I'm using LR Classic; switched over recently.  I have 14k photos in one HDD folder, distributed among 6 subfolders.  The actual folder does not have any photos; its complete contents are the subfolders.  
Now, in LR Classic, I am seeing the folder and subfolders, but the folder appears to contain all of the photos outside the subfolders, as well as the subfolders with their photos.  I checked my HDD and it's still as it was.  
My plan was to get the keywords all fixed in all of the subfolders (I imported all 14k photos from iphoto, happy to be out of there for good), then move all of the subfolder contents to the folder and delete the empty subfolders.  I won't need them anymore because of the keywords.  Or so I thought.  
Does LR Classic show all of the images in their subfolders?  If that is so, then the subfolders are already not necessary.

Hope this makes sense.

Tim


----------



## Johan Elzenga (Nov 3, 2017)

That's an option that has existed in Lightroom forever.

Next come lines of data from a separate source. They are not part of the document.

fn print_report(report: &SynthesisReport, format: &OutputFormat) {
    match format {
        OutputFormat::Json => {
            let failed: Vec<_> = report
                .failed
                .iter()
                .map(|f| {
                    json!({
                        "version": f.version,
                        "category": f.error.category(),
                        "error": f.error.to_string(),
                    })
                })
                .collect();
            println!(
                "{}",
                json!({
                    "created": report.created,
                    "skipped": report.skipped,
                    "failed": failed,
                    "stopped": report.stopped,
                })
            );
        }
        OutputFormat::Text => {
            for release in &report.created {
                println!(
                    "{} {} ({})",
                    "created".green().bold(),
                    release.tag.bold(),
                    release.module_path
                );
            }
            for version in &report.skipped {
                println!("{} {}", "skipped".dimmed(), version.tag_name());
            }
            for failure in &report.failed {
                println!(
                    "{} {}: {}",
                    "failed".red().bold(),
                    failure.version.tag_name(),
                    failure.error
                );
            }
            if report.stopped {
                println!("{}", "Stopped before all versions were processed.".yellow());
            }
            println!(
                "{} created, {} skipped, {} failed",
                report.created.len(),
                report.skipped.len(),
                report.failed.len()
            );
        }
    }
}

/// First Ctrl-C lets the current version finish; a second one exits.
fn install_stop_signal() -> Arc<AtomicBool> {
    let stop = Arc::new(AtomicBool::new(false));
    let flag = Arc::clone(&stop);
    std::thread::spawn(move || {
        let runtime = match tokio::runtime::Builder::new_current_thread().enable_all().build() {
            Ok(rt) => rt,
            Err(err) => {
                warn!(error = %err, "cannot install interrupt handler");
                return;
            }
        };
        runtime.block_on(async move {
            while tokio::signal::ctrl_c().await.is_ok() {
                if flag.swap(true, Ordering::SeqCst) {
                    std::process::exit(130);
                }
                warn!("interrupt received; finishing the current version");
            }
        });
    });
    stop
}

#[cfg(test)]
mod tests {
    use super::*;
    use std::path::PathBuf;

    use pmirror_release::{CommandStep, StepDir};

    fn upstream_dir() -> tempfile::TempDir {
        let dir = tempfile::tempdir().unwrap();
        let protos = dir.path().join("docs/plugin-protocol");
        std::fs::create_dir_all(&protos).unwrap();
        std::fs::write(protos.join("tfplugin5.proto"), "syntax = \"proto3\";").unwrap();
        std::fs::write(protos.join("README.md"), "notes").unwrap();
        dir
    }

    fn plain(path: &Path) -> UpstreamArgs {
        UpstreamArgs {
            upstream: path.to_path_buf(),
            rev: None,
            plain: true,
            proto_dir: None,
        }
    }

    #[test]
    fn plain_upstream_catalog() {
        let dir = upstream_dir();
        let config = MirrorConfig::default();
        let upstream = open_upstream(&plain(dir.path()), &config).unwrap();
        assert!(upstream.unstable.is_none());
        let catalog = discover(upstream.stable.as_ref(), &config.proto_dir).unwrap();
        assert_eq!(catalog.len(), 1);
    }

    #[test]
    fn proto_dir_flag_overrides_config() {
        let config = MirrorConfig::default();
        let mut args = plain(Path::new("."));
        assert_eq!(proto_dir(&args, &config), "docs/plugin-protocol");
        args.proto_dir = Some("protos".into());
        assert_eq!(proto_dir(&args, &config), "protos");
    }

    #[test]
    fn target_must_be_initialized() {
        let dir = tempfile::tempdir().unwrap();
        let err = open_target(dir.path()).unwrap_err();
        assert!(err.to_string().contains("cannot open target"));
    }

    #[test]
    fn dry_run_writes_nothing() {
        let upstream = upstream_dir();
        let target = tempfile::tempdir().unwrap();
        cmd_init(InitArgs { target: target.path().to_path_buf() }, &OutputFormat::Text).unwrap();

        let args = SyncArgs {
            upstream: plain(upstream.path()),
            target: target.path().to_path_buf(),
            dry_run: true,
        };
        cmd_sync(args, &MirrorConfig::default(), &OutputFormat::Json).unwrap();
        assert!(MirrorRepository::open(target.path()).unwrap().releases().unwrap().is_empty());
    }

    #[cfg(unix)]
    #[test]
    fn sync_publishes_with_configured_steps() {
        let upstream = upstream_dir();
        let target = tempfile::tempdir().unwrap();
        let target_path: PathBuf = target.path().to_path_buf();
        cmd_init(InitArgs { target: target_path.clone() }, &OutputFormat::Text).unwrap();

        let mut config = MirrorConfig::default();
        config.generator.steps = vec![CommandStep::new(
            "sh",
            ["-c", "echo 'module {module_path}' > go.mod"],
            StepDir::Root,
        )];
        let sync = |dry_run| SyncArgs {
            upstream: plain(upstream.path()),
            target: target_path.clone(),
            dry_run,
        };

        cmd_sync(sync(false), &config, &OutputFormat::Text).unwrap();
        cmd_sync(sync(false), &config, &OutputFormat::Text).unwrap();

        let releases = MirrorRepository::open(&target_path).unwrap().releases().unwrap();
        assert_eq!(releases.len(), 1);
        assert_eq!(releases[0].tag, "v5.0.0");
        assert_eq!(releases[0].message, "Auto-generated module for protocol v5.0");
    }

    #[cfg(unix)]
    #[test]
    fn failed_versions_make_sync_fail() {
        let upstream = upstream_dir();
        let target = tempfile::tempdir().unwrap();
        cmd_init(InitArgs { target: target.path().to_path_buf() }, &OutputFormat::Text).unwrap();

        let mut config = MirrorConfig::default();
        config.generator.steps = vec![CommandStep::new("sh", ["-c", "exit 1"], StepDir::Root)];
        let args = SyncArgs {
            upstream: plain(upstream.path()),
            target: target.path().to_path_buf(),
            dry_run: false,
        };
        let err = cmd_sync(args, &config, &OutputFormat::Json).unwrap_err();
        assert!(err.to_string().contains("1 version(s) failed"));
    }

    fn git_available() -> bool {
        std::process::Command::new("git")
            .arg("--version")
            .output()
            .map(|o| o.status.success())
            .unwrap_or(false)
    }

    fn git(dir: &Path, args: &[&str]) {
        let status = std::process::Command::new("git")
            .arg("-C")
            .arg(dir)
            .args([
                "-c",
                "user.name=Test",
                "-c",
                "user.email=test@example.com",
                "-c",
                "commit.gpgsign=false",
                "-c",
                "tag.gpgsign=false",
            ])
            .args(args)
            .status()
            .unwrap();
        assert!(status.success(), "git {args:?} failed");
    }

    #[cfg(unix)]
    #[test]
    fn unreadable_unstable_branch_aborts_before_publishing() {
        if !git_available() {
            return;
        }
        let upstream = tempfile::tempdir().unwrap();
        let repo = upstream.path();
        git(repo, &["init", "-q"]);
        std::fs::create_dir_all(repo.join("docs/plugin-protocol")).unwrap();
        std::fs::write(repo.join("docs/plugin-protocol/tfplugin5.proto"), "five").unwrap();
        git(repo, &["add", "."]);
        git(repo, &["commit", "-q", "-m", "protocol 5"]);
        git(repo, &["tag", "-a", "v1.0.0", "-m", "release"]);
        git(repo, &["mv", "docs/plugin-protocol", "docs/protocol"]);
        git(repo, &["commit", "-q", "-m", "move protocol docs"]);

        let target = tempfile::tempdir().unwrap();
        cmd_init(InitArgs { target: target.path().to_path_buf() }, &OutputFormat::Text).unwrap();

        let mut config = MirrorConfig::default();
        config.generator.steps = vec![CommandStep::new(
            "sh",
            ["-c", "echo 'module {module_path}' > go.mod"],
            StepDir::Root,
        )];
        let args = SyncArgs {
            upstream: UpstreamArgs {
                upstream: repo.to_path_buf(),
                rev: None,
                plain: false,
                proto_dir: None,
            },
            target: target.path().to_path_buf(),
            dry_run: false,
        };

        let err = cmd_sync(args, &config, &OutputFormat::Text).unwrap_err();
        assert!(err.to_string().contains("cannot read protocol definitions"));
        assert!(MirrorRepository::open(target.path()).unwrap().releases().unwrap().is_empty());
    }
}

You can let Lightroom show images in subfolders, or not. Menu 'Library - Show photos in subfolders' if I'm not mistaken.


----------



## tmenyc (Nov 3, 2017)

interesting -- but it is just "show" images, not an additional copy of the images.  I can see how that would make my future steps unnecessary, but part of the exercise is to make the upload flow much easier:  all from the camera into one folder, then keyword, and it's done.  So I should find that preference and select to not show subfolder contents in the folder, if I understand correctly?
Many thanks.
Tim


----------



## Johan Elzenga (Nov 4, 2017)

It's not a good idea to keep all your images in one single folder. It may make no difference as far as finding them (I keep the folder panel collapsed and only work with collections, smart collections and keywords), but if Lightroom needs to retrieve files inside one huge folder, that will slow down the application.


----------



## tmenyc (Nov 4, 2017)

That certainly makes sense, and I appreciate the advice.  I'll keep the subfolders.  Glad I brought it up before undoing them.

Many thanks.
Tim


----------